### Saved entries
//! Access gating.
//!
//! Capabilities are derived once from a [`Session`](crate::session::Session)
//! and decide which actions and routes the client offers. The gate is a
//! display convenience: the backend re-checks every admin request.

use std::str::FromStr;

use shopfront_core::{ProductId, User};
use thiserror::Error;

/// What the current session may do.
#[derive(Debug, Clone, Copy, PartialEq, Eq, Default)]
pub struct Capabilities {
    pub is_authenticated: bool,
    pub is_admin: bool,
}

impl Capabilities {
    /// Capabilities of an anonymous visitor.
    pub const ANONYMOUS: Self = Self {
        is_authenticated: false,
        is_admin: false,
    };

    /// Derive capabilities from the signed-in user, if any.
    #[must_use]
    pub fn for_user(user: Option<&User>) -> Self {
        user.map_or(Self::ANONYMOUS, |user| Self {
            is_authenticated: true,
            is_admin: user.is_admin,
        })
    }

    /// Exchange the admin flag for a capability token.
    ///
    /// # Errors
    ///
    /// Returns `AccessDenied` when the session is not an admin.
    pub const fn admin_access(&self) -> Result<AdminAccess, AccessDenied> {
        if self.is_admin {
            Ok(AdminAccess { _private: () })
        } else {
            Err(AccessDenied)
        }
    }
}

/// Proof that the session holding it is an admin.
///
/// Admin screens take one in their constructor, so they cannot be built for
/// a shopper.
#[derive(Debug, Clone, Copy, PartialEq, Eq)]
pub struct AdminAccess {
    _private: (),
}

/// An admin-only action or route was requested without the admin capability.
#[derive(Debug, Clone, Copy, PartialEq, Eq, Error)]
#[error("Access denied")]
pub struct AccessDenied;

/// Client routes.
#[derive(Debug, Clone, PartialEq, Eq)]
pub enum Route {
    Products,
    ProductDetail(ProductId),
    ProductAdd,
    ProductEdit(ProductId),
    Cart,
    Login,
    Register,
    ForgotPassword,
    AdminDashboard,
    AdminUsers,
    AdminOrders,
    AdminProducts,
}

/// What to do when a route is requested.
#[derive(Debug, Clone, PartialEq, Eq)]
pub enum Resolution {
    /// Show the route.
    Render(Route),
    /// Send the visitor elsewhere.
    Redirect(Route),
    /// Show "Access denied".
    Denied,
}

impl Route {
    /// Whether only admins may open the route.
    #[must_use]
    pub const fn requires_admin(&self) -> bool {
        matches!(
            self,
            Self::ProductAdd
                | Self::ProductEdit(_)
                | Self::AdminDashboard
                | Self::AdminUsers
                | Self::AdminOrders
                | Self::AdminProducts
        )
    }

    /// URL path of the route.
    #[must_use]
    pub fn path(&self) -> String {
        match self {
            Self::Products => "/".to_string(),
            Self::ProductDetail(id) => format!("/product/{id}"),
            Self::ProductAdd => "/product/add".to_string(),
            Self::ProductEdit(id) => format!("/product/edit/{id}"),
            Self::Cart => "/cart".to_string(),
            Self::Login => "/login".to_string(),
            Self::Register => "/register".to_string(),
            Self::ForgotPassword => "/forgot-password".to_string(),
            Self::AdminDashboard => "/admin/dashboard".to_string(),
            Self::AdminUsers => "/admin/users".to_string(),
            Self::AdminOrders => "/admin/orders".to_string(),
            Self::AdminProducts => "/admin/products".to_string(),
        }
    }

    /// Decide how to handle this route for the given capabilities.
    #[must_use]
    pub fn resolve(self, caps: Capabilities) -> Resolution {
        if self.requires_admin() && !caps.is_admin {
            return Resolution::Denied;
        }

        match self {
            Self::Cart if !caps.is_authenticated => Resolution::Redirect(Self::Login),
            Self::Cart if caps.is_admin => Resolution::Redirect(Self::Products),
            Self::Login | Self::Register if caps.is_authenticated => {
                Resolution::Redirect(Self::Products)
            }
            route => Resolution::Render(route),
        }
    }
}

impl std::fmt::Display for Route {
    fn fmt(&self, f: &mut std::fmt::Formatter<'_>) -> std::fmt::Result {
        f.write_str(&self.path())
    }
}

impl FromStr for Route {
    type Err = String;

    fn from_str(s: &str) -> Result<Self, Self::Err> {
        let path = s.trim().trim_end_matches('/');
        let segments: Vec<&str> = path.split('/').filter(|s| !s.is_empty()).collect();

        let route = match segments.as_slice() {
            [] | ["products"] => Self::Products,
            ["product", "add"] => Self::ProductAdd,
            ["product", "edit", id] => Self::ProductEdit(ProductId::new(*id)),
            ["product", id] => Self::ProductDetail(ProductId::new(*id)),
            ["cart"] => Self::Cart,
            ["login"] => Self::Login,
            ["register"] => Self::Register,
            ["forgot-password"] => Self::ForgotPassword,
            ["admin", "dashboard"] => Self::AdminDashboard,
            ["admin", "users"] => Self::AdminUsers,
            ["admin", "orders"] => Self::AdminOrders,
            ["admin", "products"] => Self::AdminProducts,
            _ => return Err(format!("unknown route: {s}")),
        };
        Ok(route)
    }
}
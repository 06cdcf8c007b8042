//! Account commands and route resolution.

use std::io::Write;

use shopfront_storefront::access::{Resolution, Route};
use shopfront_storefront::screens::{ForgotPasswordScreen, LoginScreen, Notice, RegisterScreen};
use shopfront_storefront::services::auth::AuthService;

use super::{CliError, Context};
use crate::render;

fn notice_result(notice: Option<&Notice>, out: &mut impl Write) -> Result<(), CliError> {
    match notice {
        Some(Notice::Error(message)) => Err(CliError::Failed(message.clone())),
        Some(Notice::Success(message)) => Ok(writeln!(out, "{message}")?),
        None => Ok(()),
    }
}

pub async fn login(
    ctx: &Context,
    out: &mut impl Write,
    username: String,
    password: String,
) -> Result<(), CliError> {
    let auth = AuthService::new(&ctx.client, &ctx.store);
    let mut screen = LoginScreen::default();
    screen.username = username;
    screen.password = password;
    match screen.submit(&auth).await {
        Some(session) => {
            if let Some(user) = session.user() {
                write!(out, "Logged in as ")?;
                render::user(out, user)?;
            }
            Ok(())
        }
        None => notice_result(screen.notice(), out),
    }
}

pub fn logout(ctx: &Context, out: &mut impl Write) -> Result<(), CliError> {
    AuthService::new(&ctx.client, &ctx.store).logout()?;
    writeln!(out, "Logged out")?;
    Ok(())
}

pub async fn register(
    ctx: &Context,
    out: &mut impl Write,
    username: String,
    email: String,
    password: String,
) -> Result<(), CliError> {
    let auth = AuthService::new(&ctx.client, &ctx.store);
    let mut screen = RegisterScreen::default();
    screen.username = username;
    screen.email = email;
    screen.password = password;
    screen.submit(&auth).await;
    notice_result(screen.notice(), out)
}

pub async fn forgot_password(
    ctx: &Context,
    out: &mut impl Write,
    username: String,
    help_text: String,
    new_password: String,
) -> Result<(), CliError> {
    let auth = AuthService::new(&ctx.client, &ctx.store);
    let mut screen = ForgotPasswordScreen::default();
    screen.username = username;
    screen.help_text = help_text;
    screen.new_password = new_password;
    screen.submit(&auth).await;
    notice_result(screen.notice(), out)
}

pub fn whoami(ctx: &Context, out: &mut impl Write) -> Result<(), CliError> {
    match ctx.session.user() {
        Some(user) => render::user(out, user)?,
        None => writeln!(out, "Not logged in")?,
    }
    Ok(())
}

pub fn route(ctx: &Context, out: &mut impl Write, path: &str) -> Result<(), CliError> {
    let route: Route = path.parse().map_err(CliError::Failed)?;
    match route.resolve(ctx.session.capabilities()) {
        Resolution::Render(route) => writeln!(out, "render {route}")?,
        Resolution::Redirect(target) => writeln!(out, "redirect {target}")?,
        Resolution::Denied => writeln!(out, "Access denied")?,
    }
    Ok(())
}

### ASSIGNMENT
Give the records back in full, word for word.

### THE COMPLETED TASK
//! Access gating.
//!
//! Capabilities are derived once from a [`Session`](crate::session::Session)
//! and decide which actions and routes the client offers. The gate is a
//! display convenience: the backend re-checks every admin request.

use std::str::FromStr;

use shopfront_core::{ProductId, User};
use thiserror::Error;

/// What the current session may do.
#[derive(Debug, Clone, Copy, PartialEq, Eq, Default)]
pub struct Capabilities {
    pub is_authenticated: bool,
    pub is_admin: bool,
}

impl Capabilities {
    /// Capabilities of an anonymous visitor.
    pub const ANONYMOUS: Self = Self {
        is_authenticated: false,
        is_admin: false,
    };

    /// Derive capabilities from the signed-in user, if any.
    #[must_use]
    pub fn for_user(user: Option<&User>) -> Self {
        user.map_or(Self::ANONYMOUS, |user| Self {
            is_authenticated: true,
            is_admin: user.is_admin,
        })
    }

    /// Exchange the admin flag for a capability token.
    ///
    /// # Errors
    ///
    /// Returns `AccessDenied` when the session is not an admin.
    pub const fn admin_access(&self) -> Result<AdminAccess, AccessDenied> {
        if self.is_admin {
            Ok(AdminAccess { _private: () })
        } else {
            Err(AccessDenied)
        }
    }
}

/// Proof that the session holding it is an admin.
///
/// Admin screens take one in their constructor, so they cannot be built for
/// a shopper.
#[derive(Debug, Clone, Copy, PartialEq, Eq)]
pub struct AdminAccess {
    _private: (),
}

/// An admin-only action or route was requested without the admin capability.
#[derive(Debug, Clone, Copy, PartialEq, Eq, Error)]
#[error("Access denied")]
pub struct AccessDenied;

/// Client routes.
#[derive(Debug, Clone, PartialEq, Eq)]
pub enum Route {
    Products,
    ProductDetail(ProductId),
    ProductAdd,
    ProductEdit(ProductId),
    Cart,
    Login,
    Register,
    ForgotPassword,
    AdminDashboard,
    AdminUsers,
    AdminOrders,
    AdminProducts,
}

/// What to do when a route is requested.
#[derive(Debug, Clone, PartialEq, Eq)]
pub enum Resolution {
    /// Show the route.
    Render(Route),
    /// Send the visitor elsewhere.
    Redirect(Route),
    /// Show "Access denied".
    Denied,
}

impl Route {
    /// Whether only admins may open the route.
    #[must_use]
    pub const fn requires_admin(&self) -> bool {
        matches!(
            self,
            Self::ProductAdd
                | Self::ProductEdit(_)
                | Self::AdminDashboard
                | Self::AdminUsers
                | Self::AdminOrders
                | Self::AdminProducts
        )
    }

    /// URL path of the route.
    #[must_use]
    pub fn path(&self) -> String {
        match self {
            Self::Products => "/".to_string(),
            Self::ProductDetail(id) => format!("/product/{id}"),
            Self::ProductAdd => "/product/add".to_string(),
            Self::ProductEdit(id) => format!("/product/edit/{id}"),
            Self::Cart => "/cart".to_string(),
            Self::Login => "/login".to_string(),
            Self::Register => "/register".to_string(),
            Self::ForgotPassword => "/forgot-password".to_string(),
            Self::AdminDashboard => "/admin/dashboard".to_string(),
            Self::AdminUsers => "/admin/users".to_string(),
            Self::AdminOrders => "/admin/orders".to_string(),
            Self::AdminProducts => "/admin/products".to_string(),
        }
    }

    /// Decide how to handle this route for the given capabilities.
    #[must_use]
    pub fn resolve(self, caps: Capabilities) -> Resolution {
        if self.requires_admin() && !caps.is_admin {
            return Resolution::Denied;
        }

        match self {
            Self::Cart if !caps.is_authenticated => Resolution::Redirect(Self::Login),
            Self::Cart if caps.is_admin => Resolution::Redirect(Self::Products),
            Self::Login | Self::Register if caps.is_authenticated => {
                Resolution::Redirect(Self::Products)
            }
            route => Resolution::Render(route),
        }
    }
}

impl std::fmt::Display for Route {
    fn fmt(&self, f: &mut std::fmt::Formatter<'_>) -> std::fmt::Result {
        f.write_str(&self.path())
    }
}

impl FromStr for Route {
    type Err = String;

    fn from_str(s: &str) -> Result<Self, Self::Err> {
        let path = s.trim().trim_end_matches('/');
        let segments: Vec<&str> = path.split('/').filter(|s| !s.is_empty()).collect();

        let route = match segments.as_slice() {
            [] | ["products"] => Self::Products,
            ["product", "add"] => Self::ProductAdd,
            ["product", "edit", id] => Self::ProductEdit(ProductId::new(*id)),
            ["product", id] => Self::ProductDetail(ProductId::new(*id)),
            ["cart"] => Self::Cart,
            ["login"] => Self::Login,
            ["register"] => Self::Register,
            ["forgot-password"] => Self::ForgotPassword,
            ["admin", "dashboard"] => Self::AdminDashboard,
            ["admin", "users"] => Self::AdminUsers,
            ["admin", "orders"] => Self::AdminOrders,
            ["admin", "products"] => Self::AdminProducts,
            _ => return Err(format!("unknown route: {s}")),
        };
        Ok(route)
    }
}
repository 06cdcf8c007b8042
//! Account commands and route resolution.

use std::io::Write;

use shopfront_storefront::access::{Resolution, Route};
use shopfront_storefront::screens::{ForgotPasswordScreen, LoginScreen, Notice, RegisterScreen};
use shopfront_storefront::services::auth::AuthService;

use super::{CliError, Context};
use crate::render;

fn notice_result(notice: Option<&Notice>, out: &mut impl Write) -> Result<(), CliError> {
    match notice {
        Some(Notice::Error(message)) => Err(CliError::Failed(message.clone())),
        Some(Notice::Success(message)) => Ok(writeln!(out, "{message}")?),
        None => Ok(()),
    }
}

pub async fn login(
    ctx: &Context,
    out: &mut impl Write,
    username: String,
    password: String,
) -> Result<(), CliError> {
    let auth = AuthService::new(&ctx.client, &ctx.store);
    let mut screen = LoginScreen::default();
    screen.username = username;
    screen.password = password;
    match screen.submit(&auth).await {
        Some(session) => {
            if let Some(user) = session.user() {
                write!(out, "Logged in as ")?;
                render::user(out, user)?;
            }
            Ok(())
        }
        None => notice_result(screen.notice(), out),
    }
}

pub fn logout(ctx: &Context, out: &mut impl Write) -> Result<(), CliError> {
    AuthService::new(&ctx.client, &ctx.store).logout()?;
    writeln!(out, "Logged out")?;
    Ok(())
}

pub async fn register(
    ctx: &Context,
    out: &mut impl Write,
    username: String,
    email: String,
    password: String,
) -> Result<(), CliError> {
    let auth = AuthService::new(&ctx.client, &ctx.store);
    let mut screen = RegisterScreen::default();
    screen.username = username;
    screen.email = email;
    screen.password = password;
    screen.submit(&auth).await;
    notice_result(screen.notice(), out)
}

pub async fn forgot_password(
    ctx: &Context,
    out: &mut impl Write,
    username: String,
    help_text: String,
    new_password: String,
) -> Result<(), CliError> {
    let auth = AuthService::new(&ctx.client, &ctx.store);
    let mut screen = ForgotPasswordScreen::default();
    screen.username = username;
    screen.help_text = help_text;
    screen.new_password = new_password;
    screen.submit(&auth).await;
    notice_result(screen.notice(), out)
}

pub fn whoami(ctx: &Context, out: &mut impl Write) -> Result<(), CliError> {
    match ctx.session.user() {
        Some(user) => render::user(out, user)?,
        None => writeln!(out, "Not logged in")?,
    }
    Ok(())
}

pub fn route(ctx: &Context, out: &mut impl Write, path: &str) -> Result<(), CliError> {
    let route: Route = path.parse().map_err(CliError::Failed)?;
    match route.resolve(ctx.session.capabilities()) {
        Resolution::Render(route) => writeln!(out, "render {route}")?,
        Resolution::Redirect(target) => writeln!(out, "redirect {target}")?,
        Resolution::Denied => writeln!(out, "Access denied")?,
    }
    Ok(())
}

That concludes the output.